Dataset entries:
>>>>>
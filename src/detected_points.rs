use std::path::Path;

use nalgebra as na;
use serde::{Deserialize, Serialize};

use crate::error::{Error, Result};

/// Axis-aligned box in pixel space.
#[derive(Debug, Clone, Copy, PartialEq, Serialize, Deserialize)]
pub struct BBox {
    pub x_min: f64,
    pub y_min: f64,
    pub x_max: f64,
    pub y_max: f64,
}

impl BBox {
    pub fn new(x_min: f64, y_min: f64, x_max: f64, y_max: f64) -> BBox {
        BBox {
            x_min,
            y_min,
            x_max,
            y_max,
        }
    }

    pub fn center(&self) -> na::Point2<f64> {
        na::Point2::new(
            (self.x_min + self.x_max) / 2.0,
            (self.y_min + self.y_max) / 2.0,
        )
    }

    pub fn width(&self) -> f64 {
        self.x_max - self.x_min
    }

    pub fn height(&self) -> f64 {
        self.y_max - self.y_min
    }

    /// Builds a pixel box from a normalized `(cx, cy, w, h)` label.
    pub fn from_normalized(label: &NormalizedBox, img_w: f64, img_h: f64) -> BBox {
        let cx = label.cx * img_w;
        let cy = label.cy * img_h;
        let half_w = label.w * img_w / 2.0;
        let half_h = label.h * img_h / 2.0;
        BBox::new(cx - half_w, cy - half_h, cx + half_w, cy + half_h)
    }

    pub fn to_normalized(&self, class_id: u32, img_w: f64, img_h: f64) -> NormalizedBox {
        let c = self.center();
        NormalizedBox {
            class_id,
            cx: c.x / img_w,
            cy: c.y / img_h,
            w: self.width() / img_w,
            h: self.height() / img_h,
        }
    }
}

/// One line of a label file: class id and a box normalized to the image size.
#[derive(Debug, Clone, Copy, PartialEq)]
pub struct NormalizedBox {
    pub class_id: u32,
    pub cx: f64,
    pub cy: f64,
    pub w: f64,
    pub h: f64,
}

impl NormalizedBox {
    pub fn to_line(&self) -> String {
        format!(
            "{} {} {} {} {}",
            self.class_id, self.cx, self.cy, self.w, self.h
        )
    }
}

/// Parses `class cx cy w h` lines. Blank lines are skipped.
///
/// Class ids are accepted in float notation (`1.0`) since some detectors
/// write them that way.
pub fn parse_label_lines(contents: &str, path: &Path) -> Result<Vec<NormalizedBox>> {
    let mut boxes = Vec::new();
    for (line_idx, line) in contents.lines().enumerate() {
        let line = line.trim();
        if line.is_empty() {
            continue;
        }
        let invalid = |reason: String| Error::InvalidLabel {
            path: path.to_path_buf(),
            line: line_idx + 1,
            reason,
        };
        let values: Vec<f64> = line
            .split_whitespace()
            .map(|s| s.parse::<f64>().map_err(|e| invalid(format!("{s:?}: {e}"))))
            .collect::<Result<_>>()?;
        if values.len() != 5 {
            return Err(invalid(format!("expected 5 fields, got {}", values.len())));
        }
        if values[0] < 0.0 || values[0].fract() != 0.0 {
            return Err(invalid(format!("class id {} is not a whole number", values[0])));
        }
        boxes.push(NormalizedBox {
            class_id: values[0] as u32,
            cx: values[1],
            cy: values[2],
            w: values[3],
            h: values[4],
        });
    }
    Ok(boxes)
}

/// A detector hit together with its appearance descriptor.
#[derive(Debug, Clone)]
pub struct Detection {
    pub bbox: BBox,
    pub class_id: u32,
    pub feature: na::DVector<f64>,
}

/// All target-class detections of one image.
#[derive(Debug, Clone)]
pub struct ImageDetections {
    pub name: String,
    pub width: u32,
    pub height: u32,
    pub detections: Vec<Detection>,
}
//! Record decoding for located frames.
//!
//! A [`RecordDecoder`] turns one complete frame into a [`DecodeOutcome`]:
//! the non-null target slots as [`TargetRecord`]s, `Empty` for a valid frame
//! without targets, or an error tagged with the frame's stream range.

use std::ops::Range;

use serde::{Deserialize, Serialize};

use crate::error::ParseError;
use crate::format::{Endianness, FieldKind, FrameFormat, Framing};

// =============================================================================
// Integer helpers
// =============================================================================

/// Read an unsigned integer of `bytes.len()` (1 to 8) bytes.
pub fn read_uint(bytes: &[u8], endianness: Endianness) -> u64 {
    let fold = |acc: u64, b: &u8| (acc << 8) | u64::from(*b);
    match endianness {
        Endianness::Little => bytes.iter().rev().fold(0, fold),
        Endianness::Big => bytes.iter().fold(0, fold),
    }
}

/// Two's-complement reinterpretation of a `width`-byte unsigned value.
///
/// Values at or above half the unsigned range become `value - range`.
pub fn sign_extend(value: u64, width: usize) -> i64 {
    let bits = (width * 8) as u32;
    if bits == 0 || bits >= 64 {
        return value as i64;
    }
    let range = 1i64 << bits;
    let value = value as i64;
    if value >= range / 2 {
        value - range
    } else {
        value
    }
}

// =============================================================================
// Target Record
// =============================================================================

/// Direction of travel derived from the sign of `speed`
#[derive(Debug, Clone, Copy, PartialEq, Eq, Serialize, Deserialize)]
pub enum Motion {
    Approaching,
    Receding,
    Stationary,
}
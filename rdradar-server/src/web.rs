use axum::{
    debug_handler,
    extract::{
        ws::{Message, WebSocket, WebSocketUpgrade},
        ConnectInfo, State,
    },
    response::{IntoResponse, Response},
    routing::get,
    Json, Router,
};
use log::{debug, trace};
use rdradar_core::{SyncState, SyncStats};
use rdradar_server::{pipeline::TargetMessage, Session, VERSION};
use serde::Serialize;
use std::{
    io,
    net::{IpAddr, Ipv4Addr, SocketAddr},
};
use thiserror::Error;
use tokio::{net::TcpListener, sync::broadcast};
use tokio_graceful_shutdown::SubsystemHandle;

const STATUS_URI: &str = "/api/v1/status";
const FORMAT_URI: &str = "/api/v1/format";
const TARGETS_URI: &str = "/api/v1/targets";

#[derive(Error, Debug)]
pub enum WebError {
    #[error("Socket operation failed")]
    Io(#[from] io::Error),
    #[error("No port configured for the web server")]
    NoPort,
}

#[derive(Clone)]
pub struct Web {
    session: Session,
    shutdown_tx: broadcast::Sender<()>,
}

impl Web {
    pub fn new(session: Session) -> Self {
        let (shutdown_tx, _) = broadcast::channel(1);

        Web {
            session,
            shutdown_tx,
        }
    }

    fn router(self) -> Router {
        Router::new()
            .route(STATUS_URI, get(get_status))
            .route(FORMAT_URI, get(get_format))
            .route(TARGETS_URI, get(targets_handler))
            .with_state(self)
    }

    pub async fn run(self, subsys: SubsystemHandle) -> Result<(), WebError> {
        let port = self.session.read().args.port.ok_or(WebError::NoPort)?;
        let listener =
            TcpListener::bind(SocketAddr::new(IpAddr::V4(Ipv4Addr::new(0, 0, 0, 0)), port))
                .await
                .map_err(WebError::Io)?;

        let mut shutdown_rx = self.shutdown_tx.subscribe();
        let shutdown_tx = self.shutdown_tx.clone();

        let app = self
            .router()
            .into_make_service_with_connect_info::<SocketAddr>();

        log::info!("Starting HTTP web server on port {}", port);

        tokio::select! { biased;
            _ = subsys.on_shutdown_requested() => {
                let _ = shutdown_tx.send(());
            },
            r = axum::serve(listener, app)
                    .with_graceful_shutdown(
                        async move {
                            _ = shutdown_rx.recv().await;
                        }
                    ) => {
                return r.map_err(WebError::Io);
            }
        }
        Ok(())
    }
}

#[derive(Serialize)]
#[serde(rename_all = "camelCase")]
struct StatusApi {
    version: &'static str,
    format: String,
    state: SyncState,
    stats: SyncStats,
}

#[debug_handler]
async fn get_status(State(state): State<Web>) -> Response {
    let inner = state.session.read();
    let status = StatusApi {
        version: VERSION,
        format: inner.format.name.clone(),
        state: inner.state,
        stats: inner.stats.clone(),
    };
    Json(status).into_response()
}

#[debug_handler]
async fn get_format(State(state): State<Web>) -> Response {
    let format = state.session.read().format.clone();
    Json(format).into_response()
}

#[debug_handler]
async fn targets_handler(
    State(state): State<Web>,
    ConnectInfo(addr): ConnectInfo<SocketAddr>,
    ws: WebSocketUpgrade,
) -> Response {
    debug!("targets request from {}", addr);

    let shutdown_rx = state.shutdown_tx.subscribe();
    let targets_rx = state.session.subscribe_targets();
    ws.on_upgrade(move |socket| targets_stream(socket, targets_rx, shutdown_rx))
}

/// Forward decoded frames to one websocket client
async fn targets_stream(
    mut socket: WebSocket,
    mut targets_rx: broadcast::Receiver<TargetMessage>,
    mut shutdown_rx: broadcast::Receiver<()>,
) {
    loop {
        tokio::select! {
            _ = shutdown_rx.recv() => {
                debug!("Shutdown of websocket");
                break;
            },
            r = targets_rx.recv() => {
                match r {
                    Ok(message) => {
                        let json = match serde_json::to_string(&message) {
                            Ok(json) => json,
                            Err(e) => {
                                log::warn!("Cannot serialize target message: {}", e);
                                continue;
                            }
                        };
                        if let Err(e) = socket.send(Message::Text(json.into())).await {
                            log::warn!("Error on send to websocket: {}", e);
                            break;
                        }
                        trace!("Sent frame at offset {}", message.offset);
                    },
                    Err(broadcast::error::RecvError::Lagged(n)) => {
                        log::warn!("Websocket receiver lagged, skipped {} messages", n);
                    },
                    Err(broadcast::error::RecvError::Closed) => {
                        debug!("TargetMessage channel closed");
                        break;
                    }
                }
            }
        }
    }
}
<<<<<
>>>>>
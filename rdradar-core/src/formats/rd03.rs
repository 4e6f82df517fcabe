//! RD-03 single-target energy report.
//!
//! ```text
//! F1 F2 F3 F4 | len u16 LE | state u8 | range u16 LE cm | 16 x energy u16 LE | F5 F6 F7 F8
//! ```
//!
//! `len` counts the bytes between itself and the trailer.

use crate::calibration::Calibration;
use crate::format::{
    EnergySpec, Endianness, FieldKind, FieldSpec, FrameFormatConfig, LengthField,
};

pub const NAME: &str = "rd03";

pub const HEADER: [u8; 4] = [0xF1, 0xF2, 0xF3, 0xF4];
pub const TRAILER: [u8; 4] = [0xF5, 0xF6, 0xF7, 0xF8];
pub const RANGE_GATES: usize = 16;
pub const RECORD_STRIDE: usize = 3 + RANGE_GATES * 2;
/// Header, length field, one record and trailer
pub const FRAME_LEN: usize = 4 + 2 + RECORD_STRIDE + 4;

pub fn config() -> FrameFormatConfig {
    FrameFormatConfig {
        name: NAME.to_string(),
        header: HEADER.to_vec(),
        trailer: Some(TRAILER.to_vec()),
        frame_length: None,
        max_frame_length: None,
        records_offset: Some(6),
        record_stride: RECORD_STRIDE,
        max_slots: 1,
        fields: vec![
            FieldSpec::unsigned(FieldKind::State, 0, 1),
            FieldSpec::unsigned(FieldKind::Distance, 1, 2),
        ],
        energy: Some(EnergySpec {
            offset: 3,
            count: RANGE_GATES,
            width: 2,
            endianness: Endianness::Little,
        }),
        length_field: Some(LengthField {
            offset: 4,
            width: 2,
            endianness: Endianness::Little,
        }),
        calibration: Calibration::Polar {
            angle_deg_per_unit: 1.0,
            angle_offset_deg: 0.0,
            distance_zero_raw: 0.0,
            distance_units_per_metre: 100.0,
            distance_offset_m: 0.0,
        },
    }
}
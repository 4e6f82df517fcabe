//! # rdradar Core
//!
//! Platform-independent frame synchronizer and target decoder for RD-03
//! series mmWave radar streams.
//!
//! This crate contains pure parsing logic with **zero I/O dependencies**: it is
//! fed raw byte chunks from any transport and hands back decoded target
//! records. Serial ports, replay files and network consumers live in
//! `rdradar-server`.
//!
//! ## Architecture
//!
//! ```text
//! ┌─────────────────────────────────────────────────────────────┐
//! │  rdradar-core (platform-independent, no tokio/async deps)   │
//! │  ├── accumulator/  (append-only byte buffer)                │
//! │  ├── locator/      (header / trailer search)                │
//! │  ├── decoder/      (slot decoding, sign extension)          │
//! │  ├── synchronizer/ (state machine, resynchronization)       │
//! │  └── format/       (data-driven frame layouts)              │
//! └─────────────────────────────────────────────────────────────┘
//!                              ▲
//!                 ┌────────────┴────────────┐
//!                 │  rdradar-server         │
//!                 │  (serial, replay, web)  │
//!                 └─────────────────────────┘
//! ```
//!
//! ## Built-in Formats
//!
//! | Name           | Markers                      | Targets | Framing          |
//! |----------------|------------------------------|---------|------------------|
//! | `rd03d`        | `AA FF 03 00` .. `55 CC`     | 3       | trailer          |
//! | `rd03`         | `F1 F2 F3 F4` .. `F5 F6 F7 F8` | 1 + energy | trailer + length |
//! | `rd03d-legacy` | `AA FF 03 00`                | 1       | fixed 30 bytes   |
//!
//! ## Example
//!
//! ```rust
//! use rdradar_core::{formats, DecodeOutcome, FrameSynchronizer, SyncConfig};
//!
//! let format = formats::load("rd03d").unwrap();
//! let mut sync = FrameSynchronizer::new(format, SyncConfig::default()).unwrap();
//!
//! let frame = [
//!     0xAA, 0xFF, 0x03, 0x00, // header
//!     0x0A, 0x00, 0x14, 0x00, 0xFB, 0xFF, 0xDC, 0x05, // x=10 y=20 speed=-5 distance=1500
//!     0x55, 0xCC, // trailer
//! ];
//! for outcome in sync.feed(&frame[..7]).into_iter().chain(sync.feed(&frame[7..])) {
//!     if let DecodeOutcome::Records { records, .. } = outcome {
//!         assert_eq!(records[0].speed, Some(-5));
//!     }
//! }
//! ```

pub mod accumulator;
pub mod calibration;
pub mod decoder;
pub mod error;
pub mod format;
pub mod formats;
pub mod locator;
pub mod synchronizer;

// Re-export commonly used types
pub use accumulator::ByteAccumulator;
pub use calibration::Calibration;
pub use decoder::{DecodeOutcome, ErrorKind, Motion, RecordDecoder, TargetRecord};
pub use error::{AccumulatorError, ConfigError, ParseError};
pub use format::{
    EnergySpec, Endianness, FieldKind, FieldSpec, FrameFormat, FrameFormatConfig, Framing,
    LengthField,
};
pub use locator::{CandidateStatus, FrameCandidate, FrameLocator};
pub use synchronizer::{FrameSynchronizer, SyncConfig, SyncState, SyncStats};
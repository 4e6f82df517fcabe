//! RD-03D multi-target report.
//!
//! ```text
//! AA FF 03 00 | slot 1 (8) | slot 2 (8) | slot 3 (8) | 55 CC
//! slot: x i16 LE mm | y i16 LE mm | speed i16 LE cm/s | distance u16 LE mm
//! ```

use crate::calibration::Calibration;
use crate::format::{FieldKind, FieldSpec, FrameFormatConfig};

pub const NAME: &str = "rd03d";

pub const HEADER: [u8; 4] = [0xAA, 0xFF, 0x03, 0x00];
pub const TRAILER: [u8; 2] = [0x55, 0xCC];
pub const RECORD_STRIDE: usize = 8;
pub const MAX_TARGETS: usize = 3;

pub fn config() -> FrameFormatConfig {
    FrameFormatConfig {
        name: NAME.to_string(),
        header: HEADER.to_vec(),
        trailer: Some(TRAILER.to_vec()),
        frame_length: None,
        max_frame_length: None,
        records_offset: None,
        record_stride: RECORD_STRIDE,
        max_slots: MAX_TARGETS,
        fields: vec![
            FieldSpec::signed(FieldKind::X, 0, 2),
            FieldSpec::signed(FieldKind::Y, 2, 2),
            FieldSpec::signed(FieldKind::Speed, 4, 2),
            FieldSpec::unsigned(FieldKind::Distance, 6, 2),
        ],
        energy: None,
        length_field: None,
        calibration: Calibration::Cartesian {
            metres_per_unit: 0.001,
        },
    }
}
<<<<<
ABOUT THIS EXERCISE | If a line of the records above holds the word "contents", show it.

TASK SOLUTION |
pub fn parse_label_lines(contents: &str, path: &Path) -> Result<Vec<NormalizedBox>> {
    for (line_idx, line) in contents.lines().enumerate() {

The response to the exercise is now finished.